Hirczy v. Hirczy

838 S.W.2d 783, 1992 WL 208610
CourtCourt of Appeals of Texas
DecidedOctober 8, 1992
Docket13-91-424-CV
StatusPublished
Cited by23 cases

This text of 838 S.W.2d 783 (Hirczy v. Hirczy) is published on Counsel Stack Legal Research, covering Court of Appeals of Texas primary law. Counsel Stack provides free access to over 12 million legal documents including statutes, case law, regulations, and constitutions.

Bluebook
Hirczy v. Hirczy, 838 S.W.2d 783, 1992 WL 208610 (Tex. Ct. App. 1992).

Opinion

OPINION

FEDERICO G. HINOJOSA, Jr., Justice.

Wolfgang Hirczy appeals from a divorce decree. By eight points of error, he challenges the constitutionality of Tex.Fam. Code Ann. § 12.06 (Vernon Supp.1992), complains that the trial court erred by not finding appellee equitably estopped from denying his paternity of the child, claims the evidence was insufficient for the trial court to deny him possessory conservator-ship, and contends the trial court abused its discretion in awarding attorney fees and costs. We affirm the trial court’s judgment.
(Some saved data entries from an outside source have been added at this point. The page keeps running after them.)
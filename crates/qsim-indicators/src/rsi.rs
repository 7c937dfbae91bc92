use crate::error::IndicatorError;

/// Wilder's relative strength index.
///
/// Undefined for the first `period` entries (there is no prior bar to form a
/// change for index 0, and the seed average needs `period` changes). The
/// seed average gain/loss is the plain mean of the first `period` up/down
/// moves; subsequent values are Wilder's exponential smoothing,
/// `avg = (avg * (period - 1) + current) / period`. Fails with
/// [`IndicatorError::InvalidPeriod`] when `period` is zero.
pub fn rsi(closes: &[f64], period: usize) -> Result<Vec<Option<f64>>, IndicatorError> {
    if period == 0 {
        return Err(IndicatorError::InvalidPeriod { period });
    }
    let mut out = vec![None; closes.len()];
    if closes.len() <= period {
        return Ok(out);
    }

    let changes: Vec<f64> = closes.windows(2).map(|w| w[1] - w[0]).collect();

    let mut avg_gain: f64 = changes[..period].iter().map(|c| c.max(0.0)).sum::<f64>() / period as f64;
    let mut avg_loss: f64 =
        changes[..period].iter().map(|c| (-c).max(0.0)).sum::<f64>() / period as f64;
    out[period] = Some(rsi_from_averages(avg_gain, avg_loss));

    for i in period..changes.len() {
        let change = changes[i];
        let gain = change.max(0.0);
        let loss = (-change).max(0.0);
        avg_gain = (avg_gain * (period - 1) as f64 + gain) / period as f64;
        avg_loss = (avg_loss * (period - 1) as f64 + loss) / period as f64;
        out[i + 1] = Some(rsi_from_averages(avg_gain, avg_loss));
    }

    Ok(out)
}

fn rsi_from_averages(avg_gain: f64, avg_loss: f64) -> f64 {
    if avg_loss == 0.0 {
        return 100.0;
    }
    let rs = avg_gain / avg_loss;
    100.0 - (100.0 / (1.0 + rs))
}

#[cfg(test)]
mod tests {
    use super::*;

    #[test]
    fn undefined_through_seed_bar() {
        let closes = vec![1.0, 2.0, 3.0, 2.0, 1.0];
        let out = rsi(&closes, 3).unwrap();
        assert_eq!(out[0], None);
        assert_eq!(out[1], None);
        assert_eq!(out[2], None);
        assert!(out[3].is_some());
        assert!(out[4].is_some());
    }

    #[test]
    fn all_gains_saturates_to_100() {
        let closes = vec![1.0, 2.0, 3.0, 4.0, 5.0, 6.0];
        let out = rsi(&closes, 3).unwrap();
        assert_eq!(out[3], Some(100.0));
        assert_eq!(out[5], Some(100.0));
    }

    #[test]
    fn too_short_is_all_undefined() {
        let closes = vec![1.0, 2.0, 3.0];
        let out = rsi(&closes, 5).unwrap();
        assert_eq!(out, vec![None, None, None]);
    }

    #[test]
    fn zero_period_is_invalid() {
        let err = rsi(&[1.0, 2.0], 0).unwrap_err();
        assert_eq!(err, IndicatorError::InvalidPeriod { period: 0 });
    }
}
//! Orchestrates a full replay over a [`BacktestConfig`]: loads history from a
//! [`PriceStore`], builds the unified trading-day timeline, and for each day
//! evaluates every symbol's strategy in symbol order, sizes and executes the
//! resulting orders through the allocator, and samples the equity curve.
//!
//! State machine: `Created -> Validated -> Initialized -> Running ->
//! Finalized`, with `Failed`/`Cancelled` reachable from `Running`.

use std::collections::BTreeMap;
use std::sync::atomic::{AtomicBool, Ordering};
use std::sync::Arc;

use qsim_portfolio::Portfolio;
use qsim_strategy::{
    MovingAverageCrossover, RsiStrategy, SignalAction, Strategy, StrategyConfig, TradingSignal,
};
use tracing::{info, warn};

use crate::config::{BacktestConfig, StrategySelection};
use crate::data_processor::DataProcessor;
use crate::error::{BacktestError, DataError};
use crate::execution::{ExecutionOutcome, ExecutionService};
use crate::price_store::PriceStore;
use crate::progress::ProgressService;
use crate::result::{BacktestResult, EquitySample, ResultCalculator, RunStatus, TradeRecord};

#[derive(Clone, Copy, Debug, PartialEq, Eq)]
enum EngineState {
    Created,
    Validated,
    Initialized,
    Running,
    Finalized,
    Failed,
    Cancelled,
}

/// Cooperative cancellation flag, polled once per day at the top of the
/// replay loop. Cloning shares the same underlying flag.
#[derive(Clone, Default)]
pub struct CancellationToken(Arc<AtomicBool>);

impl CancellationToken {
    pub fn new() -> Self {
        Self(Arc::new(AtomicBool::new(false)))
    }

    pub fn cancel(&self) {
        self.0.store(true, Ordering::SeqCst);
    }

    pub fn is_cancelled(&self) -> bool {
        self.0.load(Ordering::SeqCst)
    }
}

/// The strategy's own lookback parameter, floored at [`data_processor::MIN_BARS_FLOOR`]
/// regardless of how short the strategy's own window is.
fn min_bars_required(selection: &StrategySelection) -> usize {
    let strategy_lookback = match selection {
        StrategySelection::MovingAverageCrossover { long_period, .. } => *long_period,
        StrategySelection::Rsi { period, .. } => *period,
    };
    strategy_lookback.max(crate::data_processor::MIN_BARS_FLOOR)
}

fn build_strategy(selection: &StrategySelection, config: StrategyConfig) -> Box<dyn Strategy> {
    match selection {
        StrategySelection::MovingAverageCrossover {
            short_period,
            long_period,
        } => Box::new(MovingAverageCrossover::new(*short_period, *long_period, config)),
        StrategySelection::Rsi {
            period,
            oversold,
            overbought,
        } => Box::new(RsiStrategy::new(*period, *oversold, *overbought, config)),
    }
}

pub struct BacktestEngine {
    config: BacktestConfig,
    state: EngineState,
    progress: ProgressService,
    cancellation: CancellationToken,
}

impl BacktestEngine {
    pub fn new(config: BacktestConfig) -> Self {
        Self {
            config,
            state: EngineState::Created,
            progress: ProgressService::default(),
            cancellation: CancellationToken::new(),
        }
    }

    pub fn with_progress(mut self, progress: ProgressService) -> Self {
        self.progress = progress;
        self
    }

    /// A handle that can be cloned out and used to request cancellation from
    /// another thread while `run` is in progress.
    pub fn cancellation_token(&self) -> CancellationToken {
        self.cancellation.clone()
    }

    fn validate(&mut self) -> Result<(), BacktestError> {
        if self.config.symbols.is_empty() {
            self.state = EngineState::Failed;
            return Err(BacktestError::ConfigurationError {
                message: "no symbols configured".to_string(),
            });
        }
        if self.config.start_date > self.config.end_date {
            self.state = EngineState::Failed;
            return Err(BacktestError::Data(DataError::InvalidDateRange));
        }
        self.state = EngineState::Validated;
        Ok(())
    }

    /// Runs the full replay against `store`, consuming the engine. Always
    /// returns a well-formed result: a fatal error produces `status =
    /// Failed` with `error_message` populated, rather than propagating out
    /// of the function.
    pub fn run(self, store: &dyn PriceStore) -> BacktestResult {
        match self.try_run(store) {
            Ok(result) => result,
            Err(err) => ResultCalculator::new().failed(err.to_string()),
        }
    }

    fn try_run(mut self, store: &dyn PriceStore) -> Result<BacktestResult, BacktestError> {
        self.validate()?;
        self.state = EngineState::Initialized;

        let min_bars_required = min_bars_required(&self.config.strategy);
        let data = DataProcessor::load_historical_data(
            store,
            &self.config.symbols,
            self.config.start_date,
            self.config.end_date,
            min_bars_required,
        )?;
        let timeline = DataProcessor::create_unified_timeline(&data);
        let indices = DataProcessor::create_date_indices(&data);

        let mut windows = BTreeMap::new();
        let mut strategies: BTreeMap<String, Box<dyn Strategy>> = data
            .keys()
            .map(|symbol| {
                (
                    symbol.clone(),
                    build_strategy(&self.config.strategy, self.config.strategy_config.clone()),
                )
            })
            .collect();

        let mut portfolio = Portfolio::new(self.config.starting_capital);
        let mut execution = ExecutionService::new();
        let mut equity_curve: Vec<EquitySample> = Vec::new();
        let mut trades: Vec<TradeRecord> = Vec::new();
        let mut days_since_rebalance = self.config.allocation.rebalance_frequency_days;

        self.state = EngineState::Running;
        info!(symbols = data.len(), days = timeline.len(), "starting replay");

        let mut cancelled = false;
        for (day_index, &date) in timeline.iter().enumerate() {
            if self.cancellation.is_cancelled() {
                cancelled = true;
                break;
            }

            let updated = DataProcessor::update_historical_windows(&mut windows, &data, &indices, date);

            let current_prices: BTreeMap<String, f64> = windows
                .iter()
                .filter_map(|(symbol, window)| window.bars().last().map(|bar| (symbol.clone(), bar.close)))
                .collect();
            let closes: BTreeMap<String, Vec<f64>> = windows
                .iter()
                .map(|(symbol, window)| (symbol.clone(), window.closes()))
                .collect();

            let universe: Vec<String> = windows.keys().cloned().collect();
            let target_weights = match self.config.allocation.target_weights(&universe, &closes) {
                Ok(weights) => weights,
                Err(err) => {
                    warn!(date = %date, error = %err, "allocator could not produce target weights today");
                    BTreeMap::new()
                }
            };

            let total_value = portfolio.total_value(&current_prices);
            let current_weights: BTreeMap<String, f64> = if total_value > 0.0 {
                portfolio
                    .positions()
                    .iter()
                    .filter(|(_, p)| p.shares != 0)
                    .filter_map(|(symbol, p)| {
                        current_prices
                            .get(symbol)
                            .map(|price| (symbol.clone(), p.market_value(*price) / total_value))
                    })
                    .collect()
            } else {
                BTreeMap::new()
            };
            let rebalance_today =
                self.config
                    .allocation
                    .should_rebalance(&current_weights, &target_weights, days_since_rebalance);
            days_since_rebalance = if rebalance_today { 0 } else { days_since_rebalance + 1 };

            for symbol in &self.config.symbols {
                if !updated.contains(symbol) {
                    continue;
                }
                let Some(window) = windows.get_mut(symbol) else {
                    continue;
                };
                let Some(strategy) = strategies.get_mut(symbol) else {
                    continue;
                };
                let shares_held = portfolio.shares_of(symbol);
                let average_cost = portfolio.position(symbol).map_or(0.0, |p| p.average_cost);
                let Some(price) = current_prices.get(symbol).copied() else {
                    continue;
                };

                let signal = strategy.evaluate(symbol, window, shares_held, average_cost, price);
                let target_shares = match signal.action {
                    SignalAction::Buy => {
                        let weight = target_weights
                            .get(symbol)
                            .copied()
                            .unwrap_or(0.0)
                            .min(strategy.config().max_position_size);
                        self.config
                            .allocation
                            .position_size(weight, total_value.max(portfolio.cash()), price, shares_held)
                    }
                    SignalAction::Hold | SignalAction::Sell => 0,
                };

                let outcome = execution.execute(&mut portfolio, &signal, price, target_shares);
                match outcome {
                    Ok(ExecutionOutcome::Bought { shares }) => trades.push(TradeRecord {
                        date,
                        symbol: symbol.clone(),
                        action: SignalAction::Buy,
                        shares,
                        price,
                        reason: signal.reason.clone(),
                    }),
                    Ok(ExecutionOutcome::Sold { shares, .. }) => trades.push(TradeRecord {
                        date,
                        symbol: symbol.clone(),
                        action: SignalAction::Sell,
                        shares,
                        price,
                        reason: signal.reason.clone(),
                    }),
                    Ok(ExecutionOutcome::Held)
                    | Ok(ExecutionOutcome::ZeroSizeNoOp)
                    | Ok(ExecutionOutcome::NoOp { .. }) => {}
                    Err(err) => {
                        warn!(symbol = %symbol, error = %err, "order execution failed");
                    }
                }
            }

            // A sell is always a full exit, so a rebalance can only ever grow
            // an existing position toward its target weight, never trim one;
            // top-ups apply only to symbols already held going into today.
            if rebalance_today {
                for symbol in &universe {
                    if !updated.contains(symbol) {
                        continue;
                    }
                    let shares_held = portfolio.shares_of(symbol);
                    if shares_held <= 0 {
                        continue;
                    }
                    let Some(price) = current_prices.get(symbol).copied() else {
                        continue;
                    };
                    let max_position_size = strategies
                        .get(symbol)
                        .map_or(1.0, |strategy| strategy.config().max_position_size);
                    let weight = target_weights
                        .get(symbol)
                        .copied()
                        .unwrap_or(0.0)
                        .min(max_position_size);
                    let target_shares =
                        self.config.allocation.position_size(weight, total_value, price, shares_held);
                    if target_shares <= shares_held {
                        continue;
                    }
                    let signal = TradingSignal::buy(symbol.clone(), date, price, "rebalance_topup");
                    if let Ok(ExecutionOutcome::Bought { shares }) =
                        execution.execute(&mut portfolio, &signal, price, target_shares)
                    {
                        trades.push(TradeRecord {
                            date,
                            symbol: symbol.clone(),
                            action: SignalAction::Buy,
                            shares,
                            price,
                            reason: signal.reason.clone(),
                        });
                    }
                }
            }

            let total_value = portfolio.total_value(&current_prices);
            equity_curve.push(EquitySample { date, total_value });
            let representative_price = self
                .config
                .symbols
                .iter()
                .find_map(|symbol| current_prices.get(symbol).copied())
                .unwrap_or(0.0);
            self.progress
                .report(day_index, timeline.len(), date, total_value, representative_price);
        }

        self.state = if cancelled { EngineState::Cancelled } else { EngineState::Finalized };
        let status = if cancelled { RunStatus::Cancelled } else { RunStatus::Completed };
        info!(
            trades = trades.len(),
            total_count = execution.total_count(),
            failed_count = execution.failed_count(),
            "replay finished"
        );
        Ok(ResultCalculator::new().compute(status, &equity_curve, &trades))
    }
}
Wolfgang Hirczy married Mary Hirczy on December 14, 1985, and Mary Hirczy gave birth to Alexander Hirczy on April 9, 1986. Wolfgang Hirczy is not Alexander’s biological father. The Hirczys separated in February 1989. Mrs. Hirczy began residing with Donald Moser in September 1989, and Mr. Hirczy filed for divorce on October 17, 1989. Mary Hirczy subsequently alleged that Sammy Salomeh was Alexander’s biological father, denied that Mr. *785 Hirczy was the child’s biological father, and requested that Mr. Hirczy undergo paternity testing to establish that he was not the child’s biological father. 1 Due partly to Mr. Salomeh’s absence, the trial court found paternity testing not to be in the best interest of the child and denied Mrs. Hirczy’s motion on June 4, 1990.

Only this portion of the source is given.